### TASK ITEM
Look through the entries that follow and count the lines with the word "match". The reply is that number alone.

### SUPPLIED ENTRIES
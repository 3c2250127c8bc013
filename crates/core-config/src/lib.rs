//! Configuration loading and parsing.
//!
//! Parses `quill.toml` (or an override path provided by the binary):
//!
//! ```toml
//! [history]
//! max_depth = 50
//!
//! [suggest]
//! max_results = 10
//! min_learn_len = 3
//!
//! [spell]
//! min_word_len = 3
//!
//! [dictionary]
//! seed_words = ["the", "editor"]
//! seed_file = "words.txt"
//! ```
//!
//! Every field is optional. A missing file yields defaults; a file that fails
//! to parse is reported under the `config` target and defaults are used.
//! Zero values are raised to 1 by [`Config::effective`].

use anyhow::{Context, Result};
use serde::Deserialize;
use std::{fs, path::Path, path::PathBuf};
use tracing::{info, warn};

#[derive(Debug, Deserialize, Clone, PartialEq, Eq)]
pub struct HistoryConfig {
    #[serde(default = "HistoryConfig::default_max_depth")]
    pub max_depth: usize,
}

impl Default for HistoryConfig {
    fn default() -> Self {
        Self {
            max_depth: Self::default_max_depth(),
        }
    }
}

impl HistoryConfig {
    const fn default_max_depth() -> usize {
        50
    }
}

#[derive(Debug, Deserialize, Clone, PartialEq, Eq)]
pub struct SuggestConfig {
    #[serde(default = "SuggestConfig::default_max_results")]
    pub max_results: usize,
    #[serde(default = "default_min_word_len")]
    pub min_learn_len: usize,
}

impl Default for SuggestConfig {
    fn default() -> Self {
        Self {
            max_results: Self::default_max_results(),
            min_learn_len: default_min_word_len(),
        }
    }
}

impl SuggestConfig {
    const fn default_max_results() -> usize {
        10
    }
}

#[derive(Debug, Deserialize, Clone, PartialEq, Eq)]
pub struct SpellConfig {
    #[serde(default = "default_min_word_len")]
    pub min_word_len: usize,
}

impl Default for SpellConfig {
    fn default() -> Self {
        Self {
            min_word_len: default_min_word_len(),
        }
    }
}

const fn default_min_word_len() -> usize {
    3
}

#[derive(Debug, Deserialize, Default, Clone, PartialEq, Eq)]
pub struct DictionaryConfig {
    #[serde(default)]
    pub seed_words: Vec<String>,
    /// Newline separated word list; relative paths resolve against the
    /// directory of the config file.
    #[serde(default)]
    pub seed_file: Option<PathBuf>,
}

#[derive(Debug, Deserialize, Default, Clone, PartialEq, Eq)]
pub struct ConfigFile {
    #[serde(default)]
    pub history: HistoryConfig,
    #[serde(default)]
    pub suggest: SuggestConfig,
    #[serde(default)]
    pub spell: SpellConfig,
    #[serde(default)]
    pub dictionary: DictionaryConfig,
}

#[derive(Debug, Clone, Default)]
pub struct Config {
    pub raw: Option<String>,      // original file string (optional)
    pub file: ConfigFile,         // parsed (or default) data
    pub source: Option<PathBuf>,  // path the file was read from
}

/// Best-effort config path following platform conventions (XDG / AppData Roaming).
pub fn discover() -> PathBuf {
    let local = PathBuf::from("quill.toml");
    if local.exists() {
        return local;
    }
    if let Some(dir) = dirs::config_dir() {
        return dir.join("quill").join("quill.toml");
    }
    PathBuf::from("quill.toml")
}

pub fn load_from(path: Option<PathBuf>) -> Result<Config> {
    let path = path.unwrap_or_else(discover);
    let Ok(content) = fs::read_to_string(&path) else {
        return Ok(Config::default());
    };
    match toml::from_str::<ConfigFile>(&content) {
        Ok(file) => {
            info!(target: "config", path = %path.display(), "config_loaded");
            Ok(Config {
                raw: Some(content),
                file,
                source: Some(path),
            })
        }
        Err(e) => {
            warn!(target: "config", path = %path.display(), error = %e, "config_parse_failed_using_defaults");
            Ok(Config::default())
        }
    }
}

impl Config {
    /// Copy of the parsed values with every size clamped to at least 1.
    pub fn effective(&self) -> ConfigFile {
        let mut file = self.file.clone();
        let clamps = [
            ("history.max_depth", &mut file.history.max_depth),
            ("suggest.max_results", &mut file.suggest.max_results),
            ("suggest.min_learn_len", &mut file.suggest.min_learn_len),
            ("spell.min_word_len", &mut file.spell.min_word_len),
        ];
        for (field, value) in clamps {
            if *value == 0 {
                info!(target: "config", field, raw = 0, clamped = 1, "config_value_clamped");
                *value = 1;
            }
        }
        file
    }

    /// Inline seed words followed by the contents of `seed_file`, if any.
    pub fn seed_words(&self) -> Result<Vec<String>> {
        let dict = &self.file.dictionary;
        let mut words = dict.seed_words.clone();
        if let Some(seed) = &dict.seed_file {
            let resolved = self.resolve(seed);
            let content = fs::read_to_string(&resolved)
                .with_context(|| format!("reading seed file {}", resolved.display()))?;
            words.extend(
                content
                    .lines()
                    .map(str::trim)
                    .filter(|l| !l.is_empty() && !l.starts_with('#'))
                    .map(str::to_string),
            );
        }
        Ok(words)
    }

    fn resolve(&self, path: &Path) -> PathBuf {
        if path.is_absolute() {
            return path.to_path_buf();
        }
        match self.source.as_deref().and_then(Path::parent) {
            Some(dir) => dir.join(path),
            None => path.to_path_buf(),
        }
    }
}
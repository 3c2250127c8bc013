//! Word extraction for vocabulary learning and spell checking.
//!
//! - [`learnable_words`] splits on any run of characters that are neither
//!   letters nor decimal digits (whitespace, punctuation, apostrophes,
//!   underscores) and lowercases, feeding the suggestion vocabulary.
//! - [`spell_tokens`] picks runs of alphabetic characters only, keeping the
//!   original spelling so reports can echo what the user typed.
//!
//! For letter-only text both produce the same words, so anything learned from
//! a text spell-checks clean against that same text.
//!
//! Neither function logs its input.

use std::collections::HashSet;
use std::sync::LazyLock;

use regex::Regex;

static ALPHA_RUN: LazyLock<Regex> =
    LazyLock::new(|| Regex::new(r"\p{Alphabetic}+").expect("static alphabetic pattern compiles"));

static WORD_RUN: LazyLock<Regex> = LazyLock::new(|| {
    Regex::new(r"[\p{Alphabetic}\p{Nd}]+").expect("static word pattern compiles")
});

/// Lowercased words of at least `min_len` chars, in order of appearance.
pub fn learnable_words(text: &str, min_len: usize) -> impl Iterator<Item = String> + '_ {
    WORD_RUN
        .find_iter(text)
        .map(|m| m.as_str())
        .filter(move |w| w.chars().count() >= min_len)
        .map(str::to_lowercase)
}

/// Lowercased words present in `new` but absent from `old`, each reported once.
pub fn new_words(old: &str, new: &str, min_len: usize) -> Vec<String> {
    let known: HashSet<String> = learnable_words(old, min_len).collect();
    let mut seen = HashSet::new();
    learnable_words(new, min_len)
        .filter(|w| !known.contains(w) && seen.insert(w.clone()))
        .collect()
}

/// Alphabetic runs of at least `min_len` chars, original case preserved.
pub fn spell_tokens(text: &str, min_len: usize) -> impl Iterator<Item = &str> {
    ALPHA_RUN
        .find_iter(text)
        .map(|m| m.as_str())
        .filter(move |w| w.chars().count() >= min_len)
}
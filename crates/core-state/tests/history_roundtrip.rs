use std::sync::Arc;

use core_dict::{IndexOptions, SuggestionIndex};
use core_state::{Document, UNDO_HISTORY_MAX};
use proptest::prelude::*;

fn doc(text: &str) -> Document {
    Document::new(
        "test",
        text,
        Arc::new(SuggestionIndex::new(IndexOptions::default())),
    )
}

// Every undo walks back exactly one edit and redo walks forward again.
#[test]
fn chain_of_edits_unwinds_exactly() {
    let mut d = doc("v0");
    let versions: Vec<String> = (0..=UNDO_HISTORY_MAX).map(|i| format!("v{i}")).collect();
    for v in &versions[1..] {
        assert!(d.apply_edit(v).unwrap());
    }
    assert_eq!(d.history().undo_depth(), UNDO_HISTORY_MAX);
    for expected in versions[..UNDO_HISTORY_MAX].iter().rev() {
        assert_eq!(&d.undo(), expected);
    }
    assert_eq!(d.text(), "v0");
    for expected in &versions[1..] {
        assert_eq!(&d.redo(), expected);
    }
    assert_eq!(d.text(), format!("v{UNDO_HISTORY_MAX}"));
}

// The 51st distinct edit evicts the oldest snapshot.
#[test]
fn edit_past_bound_evicts_oldest() {
    let mut d = doc("v0");
    for i in 1..=UNDO_HISTORY_MAX + 1 {
        d.apply_edit(&format!("v{i}")).unwrap();
    }
    assert_eq!(d.history().undo_depth(), UNDO_HISTORY_MAX);
    let mut last = String::new();
    for _ in 0..UNDO_HISTORY_MAX {
        last = d.undo();
    }
    assert_eq!(last, "v1");
    // Nothing older than v1 remains.
    assert_eq!(d.undo(), "v1");
}

#[test]
fn new_edit_after_undo_discards_redo_branch() {
    let mut d = doc("one");
    d.apply_edit("two").unwrap();
    d.undo();
    assert!(d.history().can_redo());
    d.apply_edit("three").unwrap();
    assert!(!d.history().can_redo());
    assert_eq!(d.redo(), "three");
}

proptest! {
    #[test]
    fn identical_edit_keeps_depths(texts in prop::collection::vec("[a-c]{0,6}", 1..20), undos in 0usize..5) {
        let mut d = doc("");
        for t in &texts {
            d.apply_edit(t).unwrap();
        }
        for _ in 0..undos {
            d.undo();
        }
        let before = (d.history().undo_depth(), d.history().redo_depth());
        let current = d.text();
        prop_assert!(!d.apply_edit(&current).unwrap());
        prop_assert_eq!(before, (d.history().undo_depth(), d.history().redo_depth()));
    }

    #[test]
    fn undo_all_returns_to_start(start in "[a-z ]{0,40}", texts in prop::collection::vec("[a-z ]{0,40}", 0..30)) {
        let mut d = doc(&start);
        for t in &texts {
            d.apply_edit(t).unwrap();
        }
        for _ in 0..texts.len() {
            d.undo();
        }
        prop_assert_eq!(d.text(), start);
    }

    #[test]
    fn apply_edit_keeps_tree_consistent(start in "[a-zé ]{0,200}", texts in prop::collection::vec("[a-zé ]{0,200}", 1..10)) {
        let mut d = doc(&start);
        for t in &texts {
            d.apply_edit(t).unwrap();
            prop_assert_eq!(&d.text(), t);
            prop_assert!(d.buffer().check_invariants().is_ok());
        }
    }
}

### ANSWER FOR THIS EXERCISE
2